The thing about the past is you can see into the future. The future of the past, that is.
And it’s not just an educated guess – or a foreboding – about what might be coming. It’s an absolute certainty. And it makes you experience a past event differently from those who were there, people for whom that event was the prow of time. And given that that nautical metaphor has crept into this, I guess what follows is, you – we – can see the gigantic iceberg up ahead. They couldn’t.
And omg – oh my god – does that ever, sometimes, make history poignant.
This day in history, for example. December 3rd, 1913.
It’s the great Picture Ball. That’s what it was called. It was held in the Royal Albert Hall. It was very grand. In the words of a contemporary newspaper account, “Practically anyone who is anyone in Society will attend the Picture Ball – most of them representing figures from world-famous paintings.” And there’s just no question but it was a hugely enjoyable night on the tiles for the upper crust – it was a tremendously important event, important date in their social calendar. It was held to raise money for the Invalid Kitchens – Invalid Kitchens were an early version of Meals on Wheels. Or Food Banks if you want to bring the discussion right up to date. It was in aid of charity – a good cause – everybody could feel good about the wonderful time they were having. And indeed feel good about their impossibly expensive, look-at-me costumes. As the newspaper said, the Picture Ball was the London Haut monde social event where the participants came representing figures from world-famous paintings. Which is what you’d expect at a Picture Ball.

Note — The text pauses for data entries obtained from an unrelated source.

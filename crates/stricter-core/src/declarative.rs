//! Rules defined as TOML files in a rules directory.
//!
//! Each `*.toml` file defines one rule, registered under the file stem:
//!
//! ```toml
//! description = "UI code stays out of the data layer"
//!
//! [[deny]]
//! from = '/data/'
//! to = '/ui/'
//! message = "data must not import ui"
//! ```
//!
//! A `deny` entry reports every walked file matching `from` that depends on a
//! file matching `to`. Both patterns are unanchored regular expressions over
//! the full path string.

use crate::config::ConfigError;
use crate::registry::RuleTable;
use crate::rule::{Rule, RuleContext, RuleError};
use crate::types::Violation;

use regex::Regex;
use serde::Deserialize;
use std::path::{Path, PathBuf};
use std::sync::Arc;
use tracing::debug;

/// Extension of rule definition files.
pub const RULE_FILE_EXTENSION: &str = "toml";

#[derive(Debug, Deserialize)]
#[serde(deny_unknown_fields)]
struct RuleFileDto {
    #[serde(default)]
    description: String,
    #[serde(default)]
    deny: Vec<DenyDto>,
}

#[derive(Debug, Deserialize)]
#[serde(deny_unknown_fields)]
struct DenyDto {
    from: String,
    to: String,
    #[serde(default)]
    message: Option<String>,
}

/// A forbidden dependency direction.
#[derive(Debug, Clone)]
pub struct DenyEdge {
    from: Regex,
    to: Regex,
    message: String,
}

impl DenyEdge {
    /// Creates a constraint; the message defaults to a description of the edge.
    #[must_use]
    pub fn new(from: Regex, to: Regex, message: Option<String>) -> Self {
        let message =
            message.unwrap_or_else(|| format!("Forbidden dependency: {from} -> {to}"));
        Self { from, to, message }
    }
}

/// Rule built from a rule definition file.
#[derive(Debug, Clone)]
pub struct DeclarativeRule {
    description: String,
    deny: Vec<DenyEdge>,
}

impl DeclarativeRule {
    /// Creates a rule from its constraints.
    #[must_use]
    pub fn new(description: impl Into<String>, deny: Vec<DenyEdge>) -> Self {
        Self {
            description: description.into(),
            deny,
        }
    }
}

impl Rule for DeclarativeRule {
    fn description(&self) -> &str {
        &self.description
    }

    fn on_project(&self, ctx: &RuleContext<'_>) -> Result<Vec<Violation>, RuleError> {
        let mut violations = Vec::new();

        for node in ctx.graph.files() {
            let from = node.path().to_string_lossy();
            for edge in self.deny.iter().filter(|d| d.from.is_match(&from)) {
                for dep in ctx.graph.dependencies(node) {
                    if edge.to.is_match(&dep.path().to_string_lossy()) {
                        violations.push(Violation::new(
                            node.path(),
                            format!("{} ({})", edge.message, dep.path().display()),
                        ));
                    }
                }
            }
        }

        Ok(violations)
    }
}

/// Loads every rule definition file in `dir`, keyed by file stem.
///
/// Files with other extensions are ignored. Rules are returned in file name
/// order.
///
/// # Errors
///
/// Returns an error if `dir` is not a directory or a rule file is invalid.
pub fn load_rules_dir(dir: &Path) -> Result<RuleTable, ConfigError> {
    if !dir.is_dir() {
        return Err(ConfigError::RulesDirNotFound {
            path: dir.to_path_buf(),
        });
    }

    let entries = std::fs::read_dir(dir).map_err(|source| ConfigError::Io {
        path: dir.to_path_buf(),
        source,
    })?;
    let mut files: Vec<PathBuf> = entries
        .filter_map(Result::ok)
        .map(|e| e.path())
        .filter(|p| p.is_file() && p.extension().is_some_and(|ext| ext == RULE_FILE_EXTENSION))
        .collect();
    files.sort();

    let mut table = RuleTable::new();
    for path in files {
        let Some(name) = path.file_stem().and_then(|s| s.to_str()) else {
            continue;
        };
        let rule = load_rule_file(&path)?;
        debug!("Loaded rule `{name}` from {}", path.display());
        table.insert(name.to_string(), Arc::new(rule));
    }
    Ok(table)
}

/// Parses a single rule definition file.
///
/// # Errors
///
/// Returns an error if the file cannot be read or is not a valid definition.
pub fn load_rule_file(path: &Path) -> Result<DeclarativeRule, ConfigError> {
    let content = std::fs::read_to_string(path).map_err(|source| ConfigError::Io {
        path: path.to_path_buf(),
        source,
    })?;
    parse_rule(&content).map_err(|message| ConfigError::InvalidRuleFile {
        path: path.to_path_buf(),
        message,
    })
}

fn parse_rule(content: &str) -> Result<DeclarativeRule, String> {
    let dto: RuleFileDto = toml::from_str(content).map_err(|e| e.to_string())?;
    let deny = dto
        .deny
        .into_iter()
        .enumerate()
        .map(|(i, d)| {
            let compile = |field: &str, pattern: &str| {
                Regex::new(pattern).map_err(|e| format!("deny[{i}].{field}: {e}"))
            };
            Ok(DenyEdge::new(
                compile("from", &d.from)?,
                compile("to", &d.to)?,
                d.message,
            ))
        })
        .collect::<Result<Vec<_>, String>>()?;
    Ok(DeclarativeRule::new(dto.description, deny))
}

An example or two. Miss Violet Asquith, the daughter of the Prime Minister, came as the Angel Gabriel in the famous painting by Fra Filippo Lippi. Or feast your eyes, as everybody did, on Lady Diana Manners, the daughter of the Duke of Rutland. The inspiration for her costume was Vermeer’s famous painting, The Pearl Necklace. And then there was Winston Churchill’s mother, the American Jenny Jerome, better known as Lady Randolph Churchill. She came as the Empress Theodora, pictured in the sixth-century Byzantine mosaic at Ravenna.
Well, you get the idea. These notable events in the social history always leave me shaking my head and muttering F. Scott Fitzgerald’s line, “the rich are different.”
But for once, that’s not really the point here. The point is what’s just up ahead for these people and their world. And indeed everybody else’s world.
The Great War – World War I – is just eight months in the future. That cataclysmic, all changed, changed utterly historical event.
The huge iceberg the ship was bearing down on.
They didn’t know. You’re there. You do know. You want to tell them, warn them. You want to tell the Prime Minister’s daughter, Violet Asquith, “something terrible is going to happen, you must go home and warn your father, get him to bear hard left or hard right, alter course.”
But it’s like a dream. They’re right there. You’re there. But you can’t tell them. Or they can’t hear.
And so we look on, knowing what they don’t know. Knowing that this is the last Picture Ball. Knowing that their utter assurance that there’ll be another picture ball next year, and that they’ll go on forever, is completely misplaced. Knowing that some of the young men they’re dancing with – some of their brothers, some of their friends – will be dead or mutilated in a matter of months. Or at the most a couple of years.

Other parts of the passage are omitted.